Nach dem Geschrei zu schließen, das die Überfallenen dabei von sich geben, muss es wohl ein ziemlich beeindruckendes Erlebnis sein, in Nullkommanichts von so einer Affenbande ausgeplündert zu werden. Aber keine Sorge: Meine Freunde von der Affengang bringen jede Menge Erfahrung mit. Sie gehen mit höchster Präzision und äußerst effizient vor, so dass die ganze Sache längst beendet ist, bevor Angst und Fassungslosigkeit einer echten Panik weichen könnten. Schließlich lebt diese Form der Clankriminalität ja zum großen Teil vom Überraschungsmoment und einem energisch allen Widerstand im Keim erstickenden Auftreten. Man kann sich also nach wenigen Augenblicken bereits wieder von seinem Schock erholen und dann in aller Ruhe dabei zusehen, wie die Diebe mitsamt der Beute in den Baumkronen verschwinden.
Ich muss zugeben, für mich haben diese Begegnungen zweier Primatenarten stets einen ganz beträchtlichen Unterhaltungswert. Und ähnlich wie früher als Jungendlicher bei den damals beliebten Piratenfilmen, liegt auch heutzutage meine Sympathie ziemlich eindeutig aufseiten der Freibeuter. Nur das Popcorn fehlt zum kompletten Kinoerlebnis. Aber dann wäre ich ja kein amüsierter Betrachter mehr, sondern hätte unweigerlich selbst die ganze Affenbande am Hals. Nein, nein, da macht Zuschauen doch erheblich mehr Spaß.
Übrigens: Da ich ungefragt keine Menschen fotografiere, kann ich euch von solchen Überfällen leider keine Fotos zeigen. Aber vielleicht besucht ihr ja einfach selbst einmal den Affenwald im Naturzoo Rheine. Es ist ein tolles Erlebnis, dem ihr zudem jederzeit einen echten Event-Charakter verleihen könnt. Ihr müsst dafür nur etwas zu essen oder eure Taschen und Rucksäcke mitbringen. Die Berberaffen werden es euch mit einer grandiosen Vorstellung zu danken wissen, ganz bestimmt.

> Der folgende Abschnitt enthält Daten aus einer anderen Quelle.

#![allow(dead_code)]

use std::collections::HashMap;
use urania::ephemeris::{Body, BodyPosition, EphemerisError, EphemerisProvider, HouseAngles, HouseSystem};
use urania::geometry::normalize_degrees;

/// Deterministic ephemeris for tests: each body starts at a fixed longitude
/// at `epoch_jd` and moves linearly at its own speed.
#[derive(Debug, Clone)]
pub struct StubEphemeris {
    pub epoch_jd: f64,
    pub longitudes: HashMap<Body, f64>,
    pub speeds: HashMap<Body, f64>,
    pub failing: Vec<Body>,
    /// `None` makes the house function fail
    pub angles: Option<(f64, f64)>,
}

impl StubEphemeris {
    pub fn new(epoch_jd: f64) -> Self {
        Self {
            epoch_jd,
            longitudes: HashMap::new(),
            speeds: HashMap::new(),
            failing: Vec::new(),
            angles: Some((0.0, 270.0)),
        }
    }

    pub fn with_body(mut self, body: Body, longitude: f64) -> Self {
        self.longitudes.insert(body, longitude);
        self
    }

    pub fn with_speed(mut self, body: Body, degrees_per_day: f64) -> Self {
        self.speeds.insert(body, degrees_per_day);
        self
    }

    pub fn with_angles(mut self, asc: f64, mc: f64) -> Self {
        self.angles = Some((asc, mc));
        self
    }

    pub fn failing_houses(mut self) -> Self {
        self.angles = None;
        self
    }

    pub fn failing_body(mut self, body: Body) -> Self {
        self.failing.push(body);
        self
    }

    /// Every tracked body, 20 degrees apart from 5 Aries.
    pub fn spread(epoch_jd: f64) -> Self {
        Body::ALL
            .iter()
            .enumerate()
            .fold(Self::new(epoch_jd), |stub, (i, &body)| {
                stub.with_body(body, 5.0 + i as f64 * 20.0)
            })
    }
}

impl EphemerisProvider for StubEphemeris {
    fn position(&self, julian_day: f64, body: Body) -> Result<BodyPosition, EphemerisError> {
        let start = match self.longitudes.get(&body) {
            Some(lon) if !self.failing.contains(&body) => *lon,
            _ => {
                return Err(EphemerisError::CalculationFailed {
                    body: body.name().to_string(),
                    julian_day,
                    message: "stub has no position".to_string(),
                })
            }
        };
        let speed = self.speeds.get(&body).copied().unwrap_or(0.0);
        Ok(BodyPosition {
            lon: normalize_degrees(start + speed * (julian_day - self.epoch_jd)),
            speed_lon: speed,
            retrograde: speed < 0.0,
        })
    }

    fn houses(
        &self,
        _julian_day: f64,
        _latitude: f64,
        _longitude: f64,
        _system: HouseSystem,
    ) -> Result<HouseAngles, EphemerisError> {
        self.angles
            .map(|(asc, mc)| HouseAngles { asc, mc })
            .ok_or_else(|| EphemerisError::HouseCalculationFailed {
                message: "stub has no houses".to_string(),
            })
    }
}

Fotografieren im Affenwald
Technisch ist zum Fotografieren im Affenwald nicht viel zu sagen. Es unterscheidet sich im Grunde nicht von der Zoofotografie ganz allgemein. Zu dem Thema habe ich schon einmal einen eigenen Blogbeitrag geschrieben. Einfach hier klicken.
Die einzige Schwierigkeit kann bei Sonnenschein auftreten, wenn die Lichtflecken im ansonsten eher dunklen Wald zu einer Herausforderung werden. Nicht zu Unrecht heißt es in den Lehrbüchern ja immer, dass man im Wald besser nicht fotografieren sollte, wenn die Sonne scheint. Ich denke, bei Landschaftsaufnahmen ist es definitiv kein Fehler, diese Empfehlung zumindest im Hinterkopf zu behalten. Wenn der gesamte Waldboden von hellen Lichtflecken einerseits und tiefdunklen Schatten andererseits übersät ist, dann wirkt das auf Fotos schnell extrem unruhig.
Aber in diesem Fall habe ich es ja überhaupt nicht auf harmonische Bilder einer hübschen Waldlandschaft abgesehen. Hier geht es mir nur um die Tiere. Da können die zwischen den Bäumen einfallenden Sonnenstrahlen dann einen ganz ähnlichen Effekt erzielen, wie eine künstliche Lichtquelle im Studio oder ein Scheinwerfer auf der Bühne eines Theaters. Mit etwas Glück und einer großen Portion Geduld gelingt es mir auf diese Weise manchmal, die Berberaffen so wirken zu lassen, als seien sie ganz gezielt ausgeleuchtet worden. Da sie aber meinen Regieanweisungen keinerlei Beachtung schenken, liegt es an mir, die dafür passenden Momente auszuwählen. Zum Glück nehmen sich die Tiere immer wieder Ruhepausen. Wenn sie gemütlich im Gras liegen oder auf einem Ast sitzen, und wenn sie das dann auch noch an einer Stelle am Übergang zwischen Sonne und Schatten tun, dann habe ich vielleicht eine Chance.